### [EXERCISE DESCRIPTION]
Reproduce word for word the lines between those holding "filename skyway-api/src/bin/passenger.rs" and "#[tokio::main]", inclusive, and nothing else from the data below.

[Source records]

# # # # # # #

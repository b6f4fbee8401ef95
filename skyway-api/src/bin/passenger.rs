use skyway_api::{app, bootstrap, passenger, AppState};
use skyway_passenger::{consumers, InMemoryPassengerRepository, PassengerDependencies, PassengerRepository};
use skyway_store::{Config, EventConsumer, PostgresPassengerRepository, Schema};
use std::sync::Arc;

#[tokio::main]
async fn main() -> anyhow::Result<()> {
    bootstrap::init_tracing();

    let config = Config::load("passenger")?;
    tracing::info!("Starting passenger service on port {}", config.server.port);

    let repository: Arc<dyn PassengerRepository> =
        match bootstrap::database(&config, Schema::Passenger).await? {
            Some(db) => Arc::new(PostgresPassengerRepository::new(db.pool)),
            None => Arc::new(InMemoryPassengerRepository::new()),
        };
    let mediator = passenger::build_mediator(&PassengerDependencies { repository })?;

    match &config.kafka.brokers {
        Some(brokers) => {
            let consumer = EventConsumer::new(brokers, &config.kafka.group_id, consumers::TOPICS)?;
            let mediator = mediator.clone();
            tokio::spawn(async move {
                consumer
                    .run(move |envelope| {
                        let mediator = mediator.clone();
                        async move { consumers::handle_envelope(&mediator, &envelope).await }
                    })
                    .await
            });
        }
        None => tracing::warn!("kafka.brokers not set, passengers are not created from new users"),
    }

    let state = AppState::new(mediator, config.auth.jwt_secret.clone());
    let router = app(state.clone(), passenger::routes(&state));
    bootstrap::serve(config.server.port, router).await
}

# # # # # # #

### [TASK OUTPUT]
filename skyway-api/src/bin/passenger.rs
use skyway_api::{app, bootstrap, passenger, AppState};
use skyway_passenger::{consumers, InMemoryPassengerRepository, PassengerDependencies, PassengerRepository};
use skyway_store::{Config, EventConsumer, PostgresPassengerRepository, Schema};
use std::sync::Arc;

#[tokio::main]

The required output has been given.